Analisis Perbandingan Algoritma Machine Learning untuk Klasifikasi Sentimen Ulasan Pengguna Aplikasi TikTok di Google Play Store
Abstract
This research aims to conduct sentiment analysis on user reviews of the TikTok application obtained from the Google Play Store using machine learning approaches. The dataset was collected through a web scraping process, resulting in 8,097 Indonesian-language reviews. All textual data went through several preprocessing stages, including text cleaning, removal of irrelevant characters, normalization, tokenization, stopword removal, and stemming using the Sastrawi algorithm. Sentiment labeling was performed automatically based on the rating, in which 1–2 stars were categorized as negative, 3 stars as neutral, and 4–5 stars as positive. Feature extraction was carried out using the Term Frequency–Inverse Document Frequency (TF-IDF) method to convert text into numerical representations. Four machine learning algorithms were implemented, consisting of Naïve Bayes, Logistic Regression, Support Vector Machine (SVM), and Random Forest. The performance of each model was evaluated using accuracy, precision, recall, and F1-score metrics, along with confusion matrix analysis to observe misclassification patterns. The results show that positive sentiment dominates the dataset, indicating that users generally provide favorable feedback toward the TikTok application.

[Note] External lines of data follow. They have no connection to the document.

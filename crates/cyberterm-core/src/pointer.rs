#![forbid(unsafe_code)]

//! Pointer-move throttling.
//!
//! Raw pointer events can arrive far faster than anything downstream wants
//! to process. [`PointerThrottle`] lets at most one sample through per
//! interval and coalesces the rest with a "latest wins" rule: a burst of
//! moves collapses to the last position, which is released by
//! [`PointerThrottle::flush`] once the interval has elapsed.
//!
//! ```
//! use cyberterm_core::pointer::{PointerSample, PointerThrottle};
//! use std::time::Duration;
//!
//! let mut throttle = PointerThrottle::new(Duration::from_millis(16));
//! let ms = Duration::from_millis;
//!
//! assert!(throttle.push(PointerSample::new(1.0, 1.0), ms(0)).is_some());
//! assert!(throttle.push(PointerSample::new(2.0, 2.0), ms(4)).is_none());
//! assert!(throttle.push(PointerSample::new(3.0, 3.0), ms(8)).is_none());
//!
//! assert_eq!(throttle.flush(ms(10)), None, "interval not yet elapsed");
//! assert_eq!(throttle.flush(ms(16)), Some(PointerSample::new(3.0, 3.0)));
//! ```

use std::time::Duration;

/// Default processing interval (~60 Hz).
pub const DEFAULT_POINTER_INTERVAL: Duration = Duration::from_millis(16);

/// A pointer position in host coordinates.
#[derive(Debug, Clone, Copy, PartialEq)]
pub struct PointerSample {
    /// Horizontal position.
    pub x: f32,
    /// Vertical position.
    pub y: f32,
}

impl PointerSample {
    /// Create a sample.
    #[must_use]
    pub const fn new(x: f32, y: f32) -> Self {
        Self { x, y }
    }
}

/// Rate limiter for pointer samples.
///
/// Not thread-safe; owned by the single subsystem consuming the samples.
#[derive(Debug, Clone)]
pub struct PointerThrottle {
    interval: Duration,
    last_processed: Option<Duration>,
    pending: Option<PointerSample>,
    coalesced: u64,
}

impl Default for PointerThrottle {
    fn default() -> Self {
        Self::new(DEFAULT_POINTER_INTERVAL)
    }
}

impl PointerThrottle {
    /// Create a throttle passing at most one sample per `interval`.
    #[must_use]
    pub fn new(interval: Duration) -> Self {
        Self {
            interval,
            last_processed: None,
            pending: None,
            coalesced: 0,
        }
    }

    /// The processing interval.
    #[must_use]
    pub fn interval(&self) -> Duration {
        self.interval
    }

    fn ready(&self, now: Duration) -> bool {
        self.last_processed
            .is_none_or(|last| now.saturating_sub(last) >= self.interval)
    }

    /// Offer a sample observed at `now`.
    ///
    /// Returns the sample if it should be processed immediately. Otherwise it
    /// replaces any pending sample and `None` is returned.
    pub fn push(&mut self, sample: PointerSample, now: Duration) -> Option<PointerSample> {
        if self.ready(now) {
            self.last_processed = Some(now);
            self.pending = None;
            Some(sample)
        } else {
            if self.pending.replace(sample).is_some() {
                self.coalesced += 1;
            }
            None
        }
    }

    /// Release the pending sample if the interval has elapsed.
    pub fn flush(&mut self, now: Duration) -> Option<PointerSample> {
        if self.pending.is_some() && self.ready(now) {
            self.last_processed = Some(now);
            return self.pending.take();
        }
        None
    }

    /// Whether a coalesced sample is waiting.
    #[must_use]
    pub fn has_pending(&self) -> bool {
        self.pending.is_some()
    }

    /// Drop any pending sample.
    pub fn clear(&mut self) {
        self.pending = None;
    }

    /// How many samples were overwritten by a later one.
    #[must_use]
    pub fn coalesced_count(&self) -> u64 {
        self.coalesced
    }
}

#[cfg(test)]
mod tests {
    use super::*;

    fn ms(value: u64) -> Duration {
        Duration::from_millis(value)
    }

    fn at(v: f32) -> PointerSample {
        PointerSample::new(v, v)
    }

    #[test]
    fn first_sample_passes() {
        let mut t = PointerThrottle::default();
        assert_eq!(t.push(at(1.0), ms(100)), Some(at(1.0)));
    }

    #[test]
    fn burst_collapses_to_last_value() {
        let mut t = PointerThrottle::new(ms(16));
        t.push(at(0.0), ms(0));
        for i in 1..=10 {
            assert!(t.push(at(i as f32), ms(i)).is_none());
        }
        assert_eq!(t.coalesced_count(), 9);
        assert_eq!(t.flush(ms(16)), Some(at(10.0)));
        assert!(!t.has_pending());
        assert_eq!(t.flush(ms(100)), None);
    }

    #[test]
    fn flush_restarts_interval() {
        let mut t = PointerThrottle::new(ms(16));
        t.push(at(0.0), ms(0));
        t.push(at(1.0), ms(5));
        assert!(t.flush(ms(20)).is_some());
        assert!(t.push(at(2.0), ms(30)).is_none(), "within 16ms of the flush");
        assert!(t.push(at(3.0), ms(36)).is_some());
    }

    #[test]
    fn processed_samples_are_spaced_by_interval() {
        let mut t = PointerThrottle::new(ms(16));
        let mut processed = Vec::new();
        for now in 0..200 {
            if t.push(at(now as f32), ms(now)).is_some() {
                processed.push(now);
            }
        }
        assert!(processed.windows(2).all(|w| w[1] - w[0] >= 16));
        assert_eq!(processed.len(), 13);
    }

    #[test]
    fn clear_drops_pending() {
        let mut t = PointerThrottle::new(ms(16));
        t.push(at(0.0), ms(0));
        t.push(at(1.0), ms(1));
        t.clear();
        assert_eq!(t.flush(ms(50)), None);
    }
}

Experiment results reveal that Naïve Bayes achieved the highest accuracy, while Logistic Regression produced the best precision and F1-score. Random Forest showed the lowest performance, whereas SVM remained competitive with stable results across metrics. In addition, Logistic Regression and Naïve Bayes demonstrated the most efficient computation time, while SVM and Random Forest required longer processing duration due to model complexity. Overall, Logistic Regression can be considered the most optimal model in this study due to its balanced evaluation and computational efficiency. These findings demonstrate that machine learning can effectively classify public opinion automatically and serve as valuable input for improving service quality within the TikTok application.